===== Provided data
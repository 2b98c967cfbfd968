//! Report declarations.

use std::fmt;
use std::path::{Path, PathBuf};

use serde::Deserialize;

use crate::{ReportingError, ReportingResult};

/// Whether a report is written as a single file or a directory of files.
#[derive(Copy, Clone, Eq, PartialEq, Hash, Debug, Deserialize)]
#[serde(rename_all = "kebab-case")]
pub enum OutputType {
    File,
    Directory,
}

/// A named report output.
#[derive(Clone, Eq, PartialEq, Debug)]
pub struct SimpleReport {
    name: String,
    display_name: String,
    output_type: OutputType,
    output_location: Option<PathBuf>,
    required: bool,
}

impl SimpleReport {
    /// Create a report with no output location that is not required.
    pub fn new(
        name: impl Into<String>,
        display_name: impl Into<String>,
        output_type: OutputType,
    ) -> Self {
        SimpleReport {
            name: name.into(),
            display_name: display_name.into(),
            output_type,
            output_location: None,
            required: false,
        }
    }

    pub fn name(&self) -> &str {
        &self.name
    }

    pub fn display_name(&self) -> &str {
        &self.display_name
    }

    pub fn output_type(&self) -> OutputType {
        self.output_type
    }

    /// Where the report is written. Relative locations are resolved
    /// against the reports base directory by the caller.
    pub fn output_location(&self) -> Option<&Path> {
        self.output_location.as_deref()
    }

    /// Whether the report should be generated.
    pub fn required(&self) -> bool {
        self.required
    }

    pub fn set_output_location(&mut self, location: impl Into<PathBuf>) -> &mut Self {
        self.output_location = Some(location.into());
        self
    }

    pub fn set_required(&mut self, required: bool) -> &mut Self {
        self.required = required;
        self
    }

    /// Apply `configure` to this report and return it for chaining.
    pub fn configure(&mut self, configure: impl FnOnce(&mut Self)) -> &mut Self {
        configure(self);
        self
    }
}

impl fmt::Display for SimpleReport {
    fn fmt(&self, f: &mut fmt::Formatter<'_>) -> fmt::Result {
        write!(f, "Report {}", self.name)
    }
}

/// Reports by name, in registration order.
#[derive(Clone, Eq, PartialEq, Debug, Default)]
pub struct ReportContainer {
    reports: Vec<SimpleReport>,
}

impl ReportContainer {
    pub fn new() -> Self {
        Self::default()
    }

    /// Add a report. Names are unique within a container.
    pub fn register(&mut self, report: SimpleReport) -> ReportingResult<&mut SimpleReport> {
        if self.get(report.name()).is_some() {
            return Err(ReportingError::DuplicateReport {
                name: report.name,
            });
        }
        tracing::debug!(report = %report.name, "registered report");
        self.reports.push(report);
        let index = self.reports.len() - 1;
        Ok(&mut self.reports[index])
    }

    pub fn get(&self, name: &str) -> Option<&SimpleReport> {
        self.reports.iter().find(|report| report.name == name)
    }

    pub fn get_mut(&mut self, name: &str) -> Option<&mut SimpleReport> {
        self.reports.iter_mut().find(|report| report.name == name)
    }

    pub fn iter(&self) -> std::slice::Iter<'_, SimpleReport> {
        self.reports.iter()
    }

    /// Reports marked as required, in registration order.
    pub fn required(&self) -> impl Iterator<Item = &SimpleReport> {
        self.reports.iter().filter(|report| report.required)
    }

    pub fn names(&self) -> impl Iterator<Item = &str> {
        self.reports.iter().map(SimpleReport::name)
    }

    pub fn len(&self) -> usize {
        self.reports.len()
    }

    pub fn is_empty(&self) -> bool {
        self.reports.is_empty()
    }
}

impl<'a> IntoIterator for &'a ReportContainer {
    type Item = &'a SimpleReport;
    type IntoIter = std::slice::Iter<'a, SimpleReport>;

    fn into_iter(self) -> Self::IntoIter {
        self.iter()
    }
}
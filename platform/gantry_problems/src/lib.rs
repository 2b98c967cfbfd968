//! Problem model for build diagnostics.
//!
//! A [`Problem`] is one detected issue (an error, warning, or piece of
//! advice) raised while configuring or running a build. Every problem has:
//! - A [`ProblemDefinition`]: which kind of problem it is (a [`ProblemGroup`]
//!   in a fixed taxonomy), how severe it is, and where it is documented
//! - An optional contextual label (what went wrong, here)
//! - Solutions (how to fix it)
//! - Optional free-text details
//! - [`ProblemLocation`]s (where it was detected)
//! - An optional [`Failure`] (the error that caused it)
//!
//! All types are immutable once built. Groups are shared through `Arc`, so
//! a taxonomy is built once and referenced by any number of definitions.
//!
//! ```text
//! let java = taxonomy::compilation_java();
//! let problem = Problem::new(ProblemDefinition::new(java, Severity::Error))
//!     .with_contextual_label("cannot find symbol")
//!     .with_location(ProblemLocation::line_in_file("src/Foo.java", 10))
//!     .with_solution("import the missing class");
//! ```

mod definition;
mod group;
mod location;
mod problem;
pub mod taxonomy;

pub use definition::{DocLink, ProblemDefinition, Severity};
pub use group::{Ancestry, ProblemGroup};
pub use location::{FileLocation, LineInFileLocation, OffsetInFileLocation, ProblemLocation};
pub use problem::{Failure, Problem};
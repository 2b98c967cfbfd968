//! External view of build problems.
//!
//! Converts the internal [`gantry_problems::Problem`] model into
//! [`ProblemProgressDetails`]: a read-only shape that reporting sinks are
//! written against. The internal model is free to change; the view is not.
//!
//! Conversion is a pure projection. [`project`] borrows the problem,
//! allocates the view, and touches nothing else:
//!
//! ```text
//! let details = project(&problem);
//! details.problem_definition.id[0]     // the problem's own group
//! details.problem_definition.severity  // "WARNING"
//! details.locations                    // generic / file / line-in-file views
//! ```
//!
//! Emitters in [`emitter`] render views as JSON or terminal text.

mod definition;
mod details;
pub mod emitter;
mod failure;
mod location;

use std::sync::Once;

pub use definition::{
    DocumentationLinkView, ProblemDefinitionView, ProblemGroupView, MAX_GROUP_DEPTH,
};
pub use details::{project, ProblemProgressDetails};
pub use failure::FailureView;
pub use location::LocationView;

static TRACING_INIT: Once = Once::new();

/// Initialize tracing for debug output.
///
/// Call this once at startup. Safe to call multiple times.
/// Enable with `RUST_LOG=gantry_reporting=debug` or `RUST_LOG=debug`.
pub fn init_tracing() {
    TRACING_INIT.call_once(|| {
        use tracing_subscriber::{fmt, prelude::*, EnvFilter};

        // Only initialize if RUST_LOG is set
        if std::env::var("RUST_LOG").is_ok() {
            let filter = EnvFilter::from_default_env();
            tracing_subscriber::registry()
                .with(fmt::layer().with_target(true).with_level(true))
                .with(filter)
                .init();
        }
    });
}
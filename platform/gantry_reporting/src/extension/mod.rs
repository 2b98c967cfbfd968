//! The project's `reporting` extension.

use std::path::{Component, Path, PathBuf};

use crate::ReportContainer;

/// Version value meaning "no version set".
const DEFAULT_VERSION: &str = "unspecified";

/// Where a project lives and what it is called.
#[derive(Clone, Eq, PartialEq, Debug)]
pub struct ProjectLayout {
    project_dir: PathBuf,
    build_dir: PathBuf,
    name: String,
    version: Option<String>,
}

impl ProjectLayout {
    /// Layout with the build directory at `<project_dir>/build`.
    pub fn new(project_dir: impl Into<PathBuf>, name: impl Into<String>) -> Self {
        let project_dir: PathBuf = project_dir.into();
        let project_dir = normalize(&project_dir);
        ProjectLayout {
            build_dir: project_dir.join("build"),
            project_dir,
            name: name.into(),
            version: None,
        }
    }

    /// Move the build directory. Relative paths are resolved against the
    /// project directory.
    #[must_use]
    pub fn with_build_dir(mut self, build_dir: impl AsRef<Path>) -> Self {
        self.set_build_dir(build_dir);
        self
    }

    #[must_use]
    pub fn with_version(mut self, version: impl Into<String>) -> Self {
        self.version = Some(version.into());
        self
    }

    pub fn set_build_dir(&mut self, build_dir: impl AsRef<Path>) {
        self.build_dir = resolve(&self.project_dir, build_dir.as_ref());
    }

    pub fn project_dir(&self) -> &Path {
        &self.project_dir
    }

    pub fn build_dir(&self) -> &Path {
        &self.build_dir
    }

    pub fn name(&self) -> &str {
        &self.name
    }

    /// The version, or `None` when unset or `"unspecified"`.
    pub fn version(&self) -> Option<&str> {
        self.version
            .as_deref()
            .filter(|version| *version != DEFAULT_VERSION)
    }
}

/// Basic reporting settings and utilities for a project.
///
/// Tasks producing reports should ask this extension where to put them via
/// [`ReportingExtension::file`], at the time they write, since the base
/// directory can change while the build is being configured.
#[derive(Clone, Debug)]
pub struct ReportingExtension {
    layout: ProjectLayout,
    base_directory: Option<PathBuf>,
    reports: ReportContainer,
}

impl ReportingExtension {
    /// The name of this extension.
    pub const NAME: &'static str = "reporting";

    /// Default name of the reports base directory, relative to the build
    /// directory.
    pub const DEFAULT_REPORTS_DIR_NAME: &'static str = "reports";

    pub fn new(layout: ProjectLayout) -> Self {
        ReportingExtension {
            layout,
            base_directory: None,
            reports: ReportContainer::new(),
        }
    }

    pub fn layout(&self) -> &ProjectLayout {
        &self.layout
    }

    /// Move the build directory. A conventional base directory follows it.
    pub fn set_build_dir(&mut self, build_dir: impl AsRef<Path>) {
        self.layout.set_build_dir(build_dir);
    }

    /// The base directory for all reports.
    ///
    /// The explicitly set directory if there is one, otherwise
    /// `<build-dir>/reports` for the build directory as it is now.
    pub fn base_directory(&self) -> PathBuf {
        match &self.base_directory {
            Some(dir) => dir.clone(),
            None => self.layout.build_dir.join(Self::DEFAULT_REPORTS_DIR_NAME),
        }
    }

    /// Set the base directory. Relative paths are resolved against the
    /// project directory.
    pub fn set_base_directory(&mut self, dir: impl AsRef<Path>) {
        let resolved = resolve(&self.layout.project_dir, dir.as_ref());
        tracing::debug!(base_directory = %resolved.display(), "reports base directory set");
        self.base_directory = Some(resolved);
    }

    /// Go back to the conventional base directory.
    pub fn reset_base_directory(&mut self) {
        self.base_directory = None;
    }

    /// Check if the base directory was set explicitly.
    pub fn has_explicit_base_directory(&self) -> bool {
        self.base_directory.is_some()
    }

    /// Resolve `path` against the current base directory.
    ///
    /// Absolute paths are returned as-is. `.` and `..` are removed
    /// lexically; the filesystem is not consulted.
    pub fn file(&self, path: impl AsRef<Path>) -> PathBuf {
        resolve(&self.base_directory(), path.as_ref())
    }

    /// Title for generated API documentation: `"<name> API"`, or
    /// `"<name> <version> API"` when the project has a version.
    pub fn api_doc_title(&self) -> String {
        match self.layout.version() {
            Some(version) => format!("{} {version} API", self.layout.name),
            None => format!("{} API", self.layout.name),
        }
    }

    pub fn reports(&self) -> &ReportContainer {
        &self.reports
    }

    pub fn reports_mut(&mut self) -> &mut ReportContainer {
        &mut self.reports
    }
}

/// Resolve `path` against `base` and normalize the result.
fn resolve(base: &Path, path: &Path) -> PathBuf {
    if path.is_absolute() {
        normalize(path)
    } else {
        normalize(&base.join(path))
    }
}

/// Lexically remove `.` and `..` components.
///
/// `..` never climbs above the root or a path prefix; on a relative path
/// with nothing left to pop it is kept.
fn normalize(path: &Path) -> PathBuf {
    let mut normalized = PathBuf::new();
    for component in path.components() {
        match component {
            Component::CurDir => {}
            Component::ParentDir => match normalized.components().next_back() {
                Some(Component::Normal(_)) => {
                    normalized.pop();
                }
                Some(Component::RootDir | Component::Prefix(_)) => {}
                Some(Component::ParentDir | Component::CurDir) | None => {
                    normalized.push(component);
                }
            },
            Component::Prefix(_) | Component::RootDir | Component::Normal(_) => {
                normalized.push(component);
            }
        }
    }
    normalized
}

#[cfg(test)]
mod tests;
==========
===== Provided data
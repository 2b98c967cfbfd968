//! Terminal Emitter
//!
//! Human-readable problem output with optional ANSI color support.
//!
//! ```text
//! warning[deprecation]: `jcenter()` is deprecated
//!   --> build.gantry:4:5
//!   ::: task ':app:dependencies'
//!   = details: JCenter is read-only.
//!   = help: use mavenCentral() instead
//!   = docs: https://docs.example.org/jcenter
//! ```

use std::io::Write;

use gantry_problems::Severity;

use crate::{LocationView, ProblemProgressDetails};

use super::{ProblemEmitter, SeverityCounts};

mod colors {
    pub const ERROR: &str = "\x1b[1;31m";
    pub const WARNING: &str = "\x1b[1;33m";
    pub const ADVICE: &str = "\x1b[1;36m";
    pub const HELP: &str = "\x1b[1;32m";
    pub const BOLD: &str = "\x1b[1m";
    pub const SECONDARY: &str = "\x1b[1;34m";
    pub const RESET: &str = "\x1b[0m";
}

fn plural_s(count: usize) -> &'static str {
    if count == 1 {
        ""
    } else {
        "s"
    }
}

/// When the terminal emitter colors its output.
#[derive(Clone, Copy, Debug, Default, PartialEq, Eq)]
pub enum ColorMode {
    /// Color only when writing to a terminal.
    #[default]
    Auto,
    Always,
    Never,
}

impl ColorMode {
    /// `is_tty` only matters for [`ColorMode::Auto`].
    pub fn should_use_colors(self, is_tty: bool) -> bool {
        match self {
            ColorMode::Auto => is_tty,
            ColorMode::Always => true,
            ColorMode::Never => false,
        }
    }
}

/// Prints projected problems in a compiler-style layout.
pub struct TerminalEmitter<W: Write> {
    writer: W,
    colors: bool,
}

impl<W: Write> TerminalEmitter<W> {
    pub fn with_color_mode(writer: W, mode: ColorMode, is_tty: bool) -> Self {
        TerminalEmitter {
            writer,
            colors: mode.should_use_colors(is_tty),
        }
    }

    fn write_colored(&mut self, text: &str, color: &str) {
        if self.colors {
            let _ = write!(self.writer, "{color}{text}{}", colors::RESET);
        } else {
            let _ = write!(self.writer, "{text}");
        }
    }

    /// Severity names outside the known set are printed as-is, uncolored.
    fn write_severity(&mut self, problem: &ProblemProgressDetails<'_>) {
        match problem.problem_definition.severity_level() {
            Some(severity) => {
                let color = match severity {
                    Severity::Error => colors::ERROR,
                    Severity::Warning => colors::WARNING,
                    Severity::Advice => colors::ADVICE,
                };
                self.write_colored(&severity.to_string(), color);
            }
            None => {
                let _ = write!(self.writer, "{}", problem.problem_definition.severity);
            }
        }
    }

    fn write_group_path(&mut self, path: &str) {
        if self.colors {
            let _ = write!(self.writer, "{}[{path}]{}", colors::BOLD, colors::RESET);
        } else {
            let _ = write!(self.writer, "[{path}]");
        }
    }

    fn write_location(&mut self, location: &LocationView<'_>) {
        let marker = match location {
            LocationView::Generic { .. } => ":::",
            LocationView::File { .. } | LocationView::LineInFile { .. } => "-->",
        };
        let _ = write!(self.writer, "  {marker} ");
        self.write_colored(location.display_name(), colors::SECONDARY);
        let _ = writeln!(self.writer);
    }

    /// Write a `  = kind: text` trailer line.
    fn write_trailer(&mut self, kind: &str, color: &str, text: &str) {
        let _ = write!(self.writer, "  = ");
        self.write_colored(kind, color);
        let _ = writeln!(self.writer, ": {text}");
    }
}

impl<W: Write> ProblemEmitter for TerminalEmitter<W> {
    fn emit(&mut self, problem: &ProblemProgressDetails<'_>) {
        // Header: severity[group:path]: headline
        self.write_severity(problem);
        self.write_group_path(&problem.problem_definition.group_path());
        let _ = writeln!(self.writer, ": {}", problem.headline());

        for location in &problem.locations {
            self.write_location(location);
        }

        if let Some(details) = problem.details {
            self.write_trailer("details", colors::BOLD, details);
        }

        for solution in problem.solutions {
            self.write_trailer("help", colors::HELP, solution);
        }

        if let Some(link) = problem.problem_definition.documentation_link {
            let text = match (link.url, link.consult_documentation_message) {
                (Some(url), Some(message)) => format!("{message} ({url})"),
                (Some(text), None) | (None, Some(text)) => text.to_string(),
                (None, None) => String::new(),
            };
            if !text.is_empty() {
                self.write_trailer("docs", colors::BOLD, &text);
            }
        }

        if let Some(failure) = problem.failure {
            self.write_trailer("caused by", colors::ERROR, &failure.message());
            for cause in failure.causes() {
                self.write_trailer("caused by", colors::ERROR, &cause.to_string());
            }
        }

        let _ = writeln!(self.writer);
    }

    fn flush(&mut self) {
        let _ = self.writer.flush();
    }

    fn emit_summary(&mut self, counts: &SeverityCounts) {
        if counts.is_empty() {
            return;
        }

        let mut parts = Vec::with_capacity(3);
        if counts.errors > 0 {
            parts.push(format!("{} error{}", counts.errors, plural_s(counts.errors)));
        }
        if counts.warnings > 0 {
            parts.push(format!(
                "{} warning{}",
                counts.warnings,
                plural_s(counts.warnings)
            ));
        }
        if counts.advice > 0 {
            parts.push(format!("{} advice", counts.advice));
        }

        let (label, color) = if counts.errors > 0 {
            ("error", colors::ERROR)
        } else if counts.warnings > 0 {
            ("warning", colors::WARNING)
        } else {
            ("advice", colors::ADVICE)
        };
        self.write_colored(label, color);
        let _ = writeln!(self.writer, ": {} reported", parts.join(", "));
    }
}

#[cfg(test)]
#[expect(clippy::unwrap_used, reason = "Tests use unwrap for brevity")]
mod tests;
==========
*What needs to be done:*
Please filter the listing down to lines that include the word "against".

*Answer box:*
    /// against the reports base directory by the caller.
//! written against. The internal model is free to change; the view is not.
    /// Move the build directory. Relative paths are resolved against the
    /// Set the base directory. Relative paths are resolved against the
    /// Resolve `path` against the current base directory.
/// Resolve `path` against `base` and normalize the result.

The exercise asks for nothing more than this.